Since exploding from pubs into the sports mainstream on the other side of the pond via a bawdy party-type atmosphere in the 1990s, professional darts has been dominated by throwers from England and countries close to it. This mostly explains the World Series of Darts, an international competition that began in 2013 to introduce the sport to new audiences.

“One-hundred and AYYYY-TEE!” as the public address announcer bellowed in Michael Buffer-ish fashion any time a player tossed three darts into the triple 20 slot on the board, the score most sought during the countdown from 501 points to zero.
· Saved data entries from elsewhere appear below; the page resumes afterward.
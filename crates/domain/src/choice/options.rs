//! Legal options of a pending choice.

use std::fmt;

use serde::{Deserialize, Serialize};

use crate::ids::ItemId;

/// Identifier of one selectable option (skill slug, spell id, bundle letter...).
#[derive(Debug, Clone, PartialEq, Eq, Hash, PartialOrd, Ord, Serialize, Deserialize)]
#[serde(transparent)]
pub struct OptionId(String);

impl OptionId {
    pub fn new(value: impl Into<String>) -> Self {
        Self(value.into())
    }

    pub fn as_str(&self) -> &str {
        &self.0
    }
}

impl fmt::Display for OptionId {
    fn fmt(&self, f: &mut fmt::Formatter<'_>) -> fmt::Result {
        f.write_str(&self.0)
    }
}

impl From<&str> for OptionId {
    fn from(value: &str) -> Self {
        Self::new(value)
    }
}

impl From<String> for OptionId {
    fn from(value: String) -> Self {
        Self(value)
    }
}

/// A plain selectable option.
#[derive(Debug, Clone, PartialEq, Eq)]
pub struct ChoiceOption {
    pub id: OptionId,
    pub name: String,
    pub description: Option<String>,
}

impl ChoiceOption {
    pub fn new(id: impl Into<OptionId>, name: impl Into<String>) -> Self {
        Self {
            id: id.into(),
            name: name.into(),
            description: None,
        }
    }

    pub fn with_description(mut self, description: impl Into<String>) -> Self {
        self.description = Some(description.into());
        self
    }
}

/// One item inside an equipment bundle.
#[derive(Debug, Clone, PartialEq, Eq)]
pub enum BundleItem {
    /// A concrete catalog item.
    Catalog {
        item_id: ItemId,
        name: String,
        quantity: u32,
    },
    /// "Any martial weapon": the user must pick a concrete catalog item.
    Category {
        category: String,
        name: String,
        quantity: u32,
    },
    /// Free-text item with no catalog entry ("a trinket"); persisted by name.
    Flavor { name: String, quantity: u32 },
}

impl BundleItem {
    pub fn name(&self) -> &str {
        match self {
            BundleItem::Catalog { name, .. }
            | BundleItem::Category { name, .. }
            | BundleItem::Flavor { name, .. } => name,
        }
    }

    pub fn quantity(&self) -> u32 {
        match self {
            BundleItem::Catalog { quantity, .. }
            | BundleItem::Category { quantity, .. }
            | BundleItem::Flavor { quantity, .. } => *quantity,
        }
    }

    pub fn needs_pick(&self) -> bool {
        matches!(self, BundleItem::Category { .. })
    }
}

/// A selectable equipment bundle ("(a) a mace or (b) a warhammer").
#[derive(Debug, Clone, PartialEq, Eq)]
pub struct EquipmentBundle {
    pub id: OptionId,
    pub label: String,
    pub items: Vec<BundleItem>,
}

impl EquipmentBundle {
    pub fn new(id: impl Into<OptionId>, label: impl Into<String>, items: Vec<BundleItem>) -> Self {
        Self {
            id: id.into(),
            label: label.into(),
            items,
        }
    }

    /// Indexes of items that need a concrete pick.
    pub fn category_slots(&self) -> impl Iterator<Item = usize> + '_ {
        self.items
            .iter()
            .enumerate()
            .filter(|(_, item)| item.needs_pick())
            .map(|(index, _)| index)
    }
}

/// The legal options of a choice.
#[derive(Debug, Clone, PartialEq, Eq, Default)]
pub enum ChoiceOptions {
    /// Options inlined in the pending-choice payload.
    Inline(Vec<ChoiceOption>),
    /// Equipment bundles.
    Bundles(Vec<EquipmentBundle>),
    /// Options must be fetched from a follow-up endpoint.
    Deferred { endpoint: String },
    /// No usable options (absent or malformed); rendered as "no options".
    #[default]
    Unavailable,
}

impl ChoiceOptions {
    pub fn option_ids(&self) -> Vec<&OptionId> {
        match self {
            ChoiceOptions::Inline(options) => options.iter().map(|o| &o.id).collect(),
            ChoiceOptions::Bundles(bundles) => bundles.iter().map(|b| &b.id).collect(),
            ChoiceOptions::Deferred { .. } | ChoiceOptions::Unavailable => Vec::new(),
        }
    }

    /// Whether `id` is a legal option. Deferred options cannot be checked
    /// locally and are accepted.
    pub fn allows(&self, id: &OptionId) -> bool {
        match self {
            ChoiceOptions::Deferred { .. } => true,
            _ => self.option_ids().into_iter().any(|o| o == id),
        }
    }

    pub fn bundle(&self, id: &OptionId) -> Option<&EquipmentBundle> {
        match self {
            ChoiceOptions::Bundles(bundles) => bundles.iter().find(|b| &b.id == id),
            _ => None,
        }
    }

    pub fn is_empty(&self) -> bool {
        match self {
            ChoiceOptions::Inline(options) => options.is_empty(),
            ChoiceOptions::Bundles(bundles) => bundles.is_empty(),
            ChoiceOptions::Deferred { .. } => false,
            ChoiceOptions::Unavailable => true,
        }
    }
}

#[cfg(test)]
mod tests {
    use super::*;

    fn mace_or_warhammer() -> ChoiceOptions {
        ChoiceOptions::Bundles(vec![
            EquipmentBundle::new(
                "a",
                "a mace",
                vec![BundleItem::Catalog {
                    item_id: ItemId::new(1),
                    name: "Mace".into(),
                    quantity: 1,
                }],
            ),
            EquipmentBundle::new(
                "b",
                "a warhammer",
                vec![BundleItem::Catalog {
                    item_id: ItemId::new(2),
                    name: "Warhammer".into(),
                    quantity: 1,
                }],
            ),
        ])
    }

    #[test]
    fn bundles_expose_their_letters() {
        let options = mace_or_warhammer();
        assert!(options.allows(&OptionId::from("a")));
        assert!(!options.allows(&OptionId::from("c")));
        assert_eq!(
            options
                .bundle(&OptionId::from("b"))
                .map(|b| b.label.as_str()),
            Some("a warhammer")
        );
    }

    #[test]
    fn category_slots_only_lists_placeholders() {
        let bundle = EquipmentBundle::new(
            "a",
            "a martial weapon and a trinket",
            vec![
                BundleItem::Category {
                    category: "martial-weapons".into(),
                    name: "any martial weapon".into(),
                    quantity: 1,
                },
                BundleItem::Flavor {
                    name: "a trinket".into(),
                    quantity: 1,
                },
            ],
        );
        assert_eq!(bundle.category_slots().collect::<Vec<_>>(), vec![0]);
    }

    #[test]
    fn unavailable_allows_nothing() {
        let options = ChoiceOptions::Unavailable;
        assert!(options.is_empty());
        assert!(!options.allows(&OptionId::from("a")));
    }

    #[test]
    fn deferred_allows_anything() {
        let options = ChoiceOptions::Deferred {
            endpoint: "/spells?class=wizard".into(),
        };
        assert!(options.allows(&OptionId::from("fire-bolt")));
        assert!(!options.is_empty());
    }
}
The game is won by the first player who throws a double point total to finish at zero. The first player to win the most games in a leg, or series — at the U.S. Darts Masters it was best of 11 — wins the match.

As usual, the darts throwers from England and countries close to it dominated their North American counterparts Thursday, winning all eight first-round matches.

“They’ve been doing this for years,” said Leonard Gates of Houston, who lost 6-0 to 2018 world champion Rob “Voltage” Cross, a former electrician from Kent, England.

Gates, who has an interesting former occupation of his own — he was once a minor league pitcher in the Philadelphia Phillies’ organization — said throwing 180s is like painting the outside corner in baseball. Only in baseball, sometimes you can get away with making a mistake. Mistakes against world-famous darts players such as Rob Cross get hit a long way.

“The layout of the land they have is that they do it on a professional level every time they play. Here, we don’t have that,” Gates said. “We need to get that, because we have very high-caliber players.”

Michael van Gerwen, who is Hank Aaron to Phil Taylor’s Babe Ruth in world darts — earlier this year the Dutchman broke Taylor’s record by winning his 71st pro title — agreed following his 6-4 victory over hulking Darin Young of Pennsylvania.

“You have to make sure you’re focusing 100 percent, because they’re good enough to be on this stage,” said van Gerwyn, who was serenaded by partying darts fans with The White Stripes’ “Seven Nation Army,” his name being added in place of the bass beats.

“Oh, Michael van Ger-wyn. Oh, Michael van Ger-wyn …”

The chant rained down from the foot of the stage to the very back table in the ballroom, where a man in a newsboy cap consolidated two giant cans of Miller Lite by pouring most of the contents of the second into what remained in the first — without spilling a drop.

You could tell right away that he and big-time darts already had been introduced.